Sea level rise in the Samoan Islands escalated by viscoelastic relaxation after the 2009 Samoa-Tonga earthquake

The Samoan islands are an archipelago hosting a quarter million people mostly residing in three major islands, Savai'i and Upolu (Samoa), and Tutuila (American Samoa). The islands have experienced sea level rise by 2–3 mm/year during the last half century. The rate, however, has dramatically increased following the Mw 8.1 Samoa‐Tonga earthquake doublet (megathrust + normal faulting) in September 2009. Since the earthquake, we found large‐scale gravity increase (0.5 μGal/year) around the islands and ongoing subsidence (8–16 mm/year) of the islands from our analysis of Gravity Recovery And Climate Experiment gravity and GPS displacement data. The postseismic horizontal displacement is faster in Samoa, while the postseismic subsidence rate is considerably larger in American Samoa. The analysis of local tide gauge records and satellite altimeter data also identified that the relative sea level rise becomes faster by 7–9 mm/year in American Samoa than Samoa.
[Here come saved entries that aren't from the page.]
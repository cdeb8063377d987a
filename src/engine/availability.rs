use chrono::NaiveDate;
use ulid::Ulid;

use crate::calendar::Calendar;
use crate::limits::SLOT_MS;
use crate::model::*;

use super::queries::open_for_booking;
use super::validate::validate_duration_minutes;
use super::{Engine, EngineError};

/// Free start positions of `duration_ms` inside `window`, stepping one slot at
/// a time from `earliest`. A candidate is emitted only if it overlaps none of
/// `busy`.
pub fn generate_slots(
    calendar: &Calendar,
    window: Span,
    earliest: Ms,
    duration_ms: Ms,
    busy: &[Span],
) -> Vec<Slot> {
    let mut slots = Vec::new();
    if duration_ms <= 0 {
        return slots;
    }
    let mut cursor = earliest.max(window.start);
    while cursor + duration_ms <= window.end {
        let end = cursor + duration_ms;
        let free = !busy.iter().any(|b| overlaps(cursor, end, b.start, b.end));
        if free {
            slots.push(Slot {
                start: cursor,
                end,
                label: calendar.label(cursor),
            });
        }
        cursor += SLOT_MS;
    }
    slots
}

impl Engine {
    /// Slots of `duration_minutes` still bookable in `room_id` on local `date`.
    ///
    /// Past days yield nothing. On the current day the first candidate is now
    /// rounded up to the next slot boundary. `exclude_booking` is ignored as an
    /// obstacle so an edited booking does not block itself.
    pub async fn available_slots(
        &self,
        room_id: Ulid,
        date: NaiveDate,
        duration_minutes: i64,
        exclude_booking: Option<Ulid>,
    ) -> Result<Vec<Slot>, EngineError> {
        validate_duration_minutes(duration_minutes)?;

        let now = self.now_ms();
        let today = self
            .calendar
            .local_date(now)
            .ok_or(EngineError::LimitExceeded("clock out of range"))?;

        let guard = self.read_room(room_id).await?;
        open_for_booking(&guard.room)?;
        if date < today {
            return Ok(Vec::new());
        }

        let window = self.calendar.day_window(date)?;
        let earliest = if date == today {
            self.calendar.round_up_to_slot(now).max(window.start)
        } else {
            window.start
        };

        let day = self.calendar.day_bounds(date)?;
        let scan = Span::new(day.start.min(window.start), day.end.max(window.end));
        let busy: Vec<Span> = guard
            .overlapping(&scan)
            .filter(|b| Some(b.id) != exclude_booking)
            .map(|b| b.span)
            .collect();
        drop(guard);

        Ok(generate_slots(
            &self.calendar,
            window,
            earliest,
            duration_minutes * MINUTE_MS,
            &busy,
        ))
    }
}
A simple viscoelastic model with a Maxwell viscosity of 2–3×1018 Pa s for the asthenosphere explained postseismic deformation at nearby GPS sites as well as Gravity Recovery And Climate Experiment gravity change. It is found that the constructive interference of viscoelastic relaxation from both megathrust and normal faulting has intensified the postseismic subsidence at American Samoa, causing ~5 times faster sea level rise than the global average. Our model indicates that this trend is likely to continue for decades and result in sea level rise of 30–40 cm, which is independent of and in addition to anticipated climate‐related sea level rise. It will worsen coastal flooding on the islands leading to regular nuisance flooding.